Tuesday, February 26, 2013


Vapor Treating ABS RP parts

Treating ABS parts with acetone is almost as old as RepRap itself, but usually this has involved either dipping the part into liquid acetone, which causes white streaks in the parts, or brushing the acetone onto the part with a slurry mix, which can work very well but tends to be a messy process.

I have seen several setups out there, one by the Solidoodle Folks that involved a deep fryer, ice, tubing, and a candy thermometer, or completely passive systems that just used unheated acetone like TBuser of Makerbot did.

Unforgettably I am a horrible mixture of cheap and impatient, so I had to figure out a way to do this for little or no money out of pocket. To do this process you will need your RepRap's Heated Build Plate (must be able to reach 110C), a Glass Jar, Some Aluminum Foil, and a hanger to bend into a hook to get the parts out with.

First place your glass jar on the heated build plate and put a liberal amount of Acetone into the bottom of the jar (3-4mm deep). Initially you need to ramp up to 120C, especially if you have a heavy jar.  As the jar comes up to temp you will see the meniscus from the edge of the vapor cloud slowly creeping up the jar.  Once the vapor is to the top of the jar, turn the plate back down to 90C for the treatment.

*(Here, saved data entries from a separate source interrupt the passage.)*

//! Filter compilation
//!
//! Compiles raw field/value pairs into [`Filter`] records by applying the
//! grammar strip rules exactly once, in order: junction, group-open
//! markers, group-close markers, then the first matching kind marker.

use tracing::trace;

use crate::query::{ParamKey, QueryInput};

use super::grammar;
use super::types::Filter;

/// Compile one field/value pair.
///
/// Infallible: any string is syntactically acceptable. A value that
/// matches no marker becomes a plain equality comparison with junction
/// `AND`. The input is never mutated and equal inputs always yield
/// structurally equal filters.
pub fn compile(name: &str, raw: &str) -> Filter {
    let (junction, rest) = grammar::strip_junction(raw);
    let (opening, rest) = grammar::strip_opening(rest);
    let (closing, rest) = grammar::strip_closing(rest);
    let kind = grammar::match_kind(rest);
    Filter {
        name: name.to_string(),
        kind,
        junction,
        opening,
        closing,
    }
}

/// Compile every filter field of the input.
///
/// Directive keys and empty values are skipped. Compiled filter order
/// equals the mapping's insertion order; each filter's junction relates
/// it to the previous filter in that order.
pub fn compile_all(input: &QueryInput) -> Vec<Filter> {
    let filters: Vec<Filter> = input
        .pairs()
        .filter(|(key, value)| ParamKey::classify(key).is_field() && !value.is_empty())
        .map(|(key, value)| compile(key, value))
        .collect();
    trace!(count = filters.len(), "compiled filters");
    filters
}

Place your sheet of aluminum on your table, and your part on the sheet.  Lower the object into the vapor bath (very carefully, you don't want it falling off).  Leave the object in the acetone until you are happy with the amount of smoothing (the object continues to smooth out over the next few hours).

Once the parts are in process you can not touch them at all, the easiest way we have found to get the parts in and out of the jar is to fold aluminum foil  into a make shift table and use another smaller sheet of aluminum to act as a base for the part.  You can fish the parts out of the jar using a wire coat hanger bent into a make shift flat hook.

When done, carefully remove the object from the bath.  If you're done processing put a lid on the jar loosely and as the vapor cools it will condence back into liquid to be stored in your acetone jar again. Allow the part to sit for another ten minutes, the surface will be very squishy while the residual acetone dries off.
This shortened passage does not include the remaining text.